Thats very nice to hear. Just one more quick question about Spain compared to England; are the Muslims in Spain as radical and vocal as the ones in England? (I am heading to my university's campus in Madrid next semester so I am trying to find out some info.)


----------



## Suenneil (Feb 17, 2009)

A90 said:


> Thats very nice to hear. Just one more quick question about Spain compared to England; are the Muslims in Spain as radical and vocal as the ones in England? (I am heading to my university's campus in Madrid next semester so I am trying to find out some info.)


A bit of a generalisation dont you think ??? I dont know that muslims in the UK are "vocal and radical" .... and I have to say the same about muslims in Spain .... Spain is a mix of races and religions and in my own experience its a pretty tolerant and open society.

Sue lane:


----------



## jojo (Sep 20, 2007)

A90 said:


> Thats very nice to hear. Just one more quick question about Spain compared to England; are the Muslims in Spain as radical and vocal as the ones in England? (I am heading to my university's campus in Madrid next semester so I am trying to find out some info.)
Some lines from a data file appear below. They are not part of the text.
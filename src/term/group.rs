use std::collections::HashSet;
use std::ops::{BitAnd, BitOr};

use crate::{GoTerm, GoTermId, Ontology};

/// A set of [`GoTermId`]s
///
/// Each id can occur only once. The ids are kept sorted, so membership
/// tests are binary searches and the set operations merge linearly.
///
/// `GoGroup` is used for the direct parents and children of a term, for
/// the cached ancestor closure and for the induced term sets that the
/// set-similarity measures operate on.
#[derive(Debug, Default, Clone, PartialEq, Eq)]
pub struct GoGroup {
    ids: Vec<GoTermId>,
}

impl GoGroup {
    /// Constructs a new, empty [`GoGroup`]
    pub fn new() -> Self {
        Self::default()
    }

    /// Constructs a new, empty [`GoGroup`] with the given capacity
    pub fn with_capacity(capacity: usize) -> Self {
        Self {
            ids: Vec::with_capacity(capacity),
        }
    }

    /// Returns `true` if the group contains no [`GoTermId`]s
    pub fn is_empty(&self) -> bool {
        self.ids.is_empty()
    }

    /// Returns the number of [`GoTermId`]s in the group
    pub fn len(&self) -> usize {
        self.ids.len()
    }

    /// Adds a new [`GoTermId`] to the group
    ///
    /// Returns whether the id was newly inserted. That is:
    ///
    /// - If the group did not previously contain this id, `true` is returned.
    /// - If the group already contained this id, `false` is returned.
    pub fn insert<I: Into<GoTermId>>(&mut self, id: I) -> bool {
        let id = id.into();
        match self.ids.binary_search(&id) {
            Ok(_) => false,
            Err(idx) => {
                self.ids.insert(idx, id);
                true
            }
        }
    }

    /// Adds a new [`GoTermId`] to the end of the group
    ///
    /// # Note
    ///
    /// This method does not check for duplicates or sort order, so it must
    /// only be used when the caller guarantees both.
    fn insert_unchecked(&mut self, id: GoTermId) {
        self.ids.push(id);
    }

    /// Returns `true` if the group contains the [`GoTermId`]
    pub fn contains(&self, id: &GoTermId) -> bool {
        self.ids.binary_search(id).is_ok()
    }

    /// Returns an Iterator of the [`GoTermId`]s inside the group
    pub fn iter(&self) -> GoTermIds {
        GoTermIds::new(self.ids.iter())
    }

    /// Returns the [`GoTermId`] at the given index, `None` if out of bounds
    pub(crate) fn get(&self, index: usize) -> Option<&GoTermId> {
        self.ids.get(index)
    }
}

impl From<HashSet<GoTermId>> for GoGroup {
    fn from(set: HashSet<GoTermId>) -> Self {
        let mut group = GoGroup::with_capacity(set.len());
        for id in set {
            group.insert(id);
        }
        group
    }
}

impl FromIterator<GoTermId> for GoGroup {
    fn from_iter<T: IntoIterator<Item = GoTermId>>(iter: T) -> Self {
        let mut group = GoGroup::new();
        for id in iter {
            group.insert(id);
        }
        group
    }
}

impl<'a> IntoIterator for &'a GoGroup {
    type Item = GoTermId;
    type IntoIter = GoTermIds<'a>;

    fn into_iter(self) -> GoTermIds<'a> {
        GoTermIds::new(self.ids.iter())
    }
}

/// An iterator of [`GoTermId`]s
pub struct GoTermIds<'a> {
    inner: std::slice::Iter<'a, GoTermId>,
}

impl<'a> GoTermIds<'a> {
    fn new(inner: std::slice::Iter<'a, GoTermId>) -> Self {
        Self { inner }
    }
}

impl<'a> Iterator for GoTermIds<'a> {
    type Item = GoTermId;
    fn next(&mut self) -> Option<GoTermId> {
        self.inner.next().copied()
    }
}

/// Iterates [`GoTerm`]s from an owned [`GoGroup`]
///
/// Used where the group is short-lived, e.g. the result of a set
/// operation, and cannot be referenced by the iterator itself.
pub struct GroupCombine<'a> {
    inner: GoGroup,
    ontology: &'a Ontology,
    idx: usize,
}

impl<'a> GroupCombine<'a> {
    /// Constructs a new [`GroupCombine`] from a [`GoGroup`] and the [`Ontology`]
    pub fn new(inner: GoGroup, ontology: &'a Ontology) -> Self {
        Self {
            inner,
            ontology,
            idx: 0,
        }
    }
}

impl<'a> Iterator for GroupCombine<'a> {
    type Item = GoTerm<'a>;
    fn next(&mut self) -> Option<Self::Item> {
        let index = self.idx;
        self.idx += 1;
        match self.inner.get(index) {
            Some(term_id) => self.ontology.go(*term_id),
            None => None,
        }
    }
}

impl BitOr for &GoGroup {
    type Output = GoGroup;

    fn bitor(self, rhs: &GoGroup) -> GoGroup {
        let mut group = GoGroup::with_capacity(self.len() + rhs.len());
        let (large, small) = if self.len() > rhs.len() {
            (self, rhs)
        } else {
            (rhs, self)
        };

        for id in &large.ids {
            group.insert_unchecked(*id);
        }
        for id in &small.ids {
            group.insert(*id);
        }
        group
    }
}

impl BitAnd for &GoGroup {
    type Output = GoGroup;

    fn bitand(self, rhs: &GoGroup) -> GoGroup {
        let mut group = GoGroup::with_capacity(self.len().min(rhs.len()));
        let (large, small) = if self.len() > rhs.len() {
            (self, rhs)
        } else {
            (rhs, self)
        };

        for id in &small.ids {
            if large.contains(id) {
                group.insert_unchecked(*id);
            }
        }
        group
    }
}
Are you judging the Muslims in England by what you see on the BBC news??? The reality is that Muslims are just one of the various religious groups who live there. They're no more radical or vocal than any other group! Its the same in Spain as far as I can tell

Jo xxx


----------



## Minuvweyna (Aug 6, 2008)

I would tend to think all religious groups have radicals and non-radicals in every country where they are represented. I expect the Muslims ask similar questions about radical Christians, if they are moving to places in Europe or the US!


Best wishes,
Elizabeth


----------



## Guest (Oct 13, 2009)

Other than jojo's list - which pretty much sums up my memories of 'home' - I don't like the aggressive, look after number one, materialistic, selfish culture that was inherited from the US and added to, Maggie Thatcher style, in the 80s. Today we are left with villages that are not true communities in the rural style to be found in the likes of France, having few or no amenities. Compare two villages of similar size in the UK and France - say my local village, Malaucène, with a population of 2,500 - and you would be hard pressed to find an equivalent British community with 3 bakers, a butcher, DIY shop, florists, greengrocers, numerous cafés and restaurants, two banks, a post office, pharmacy, small supermarket, several doctor's surgeries, a physio and nurses practice, 2 dentists, ......... I could go on for at least a few more lines ....... two hairdressers, art gallery ....etc .. and it's not even a particularly touristy place.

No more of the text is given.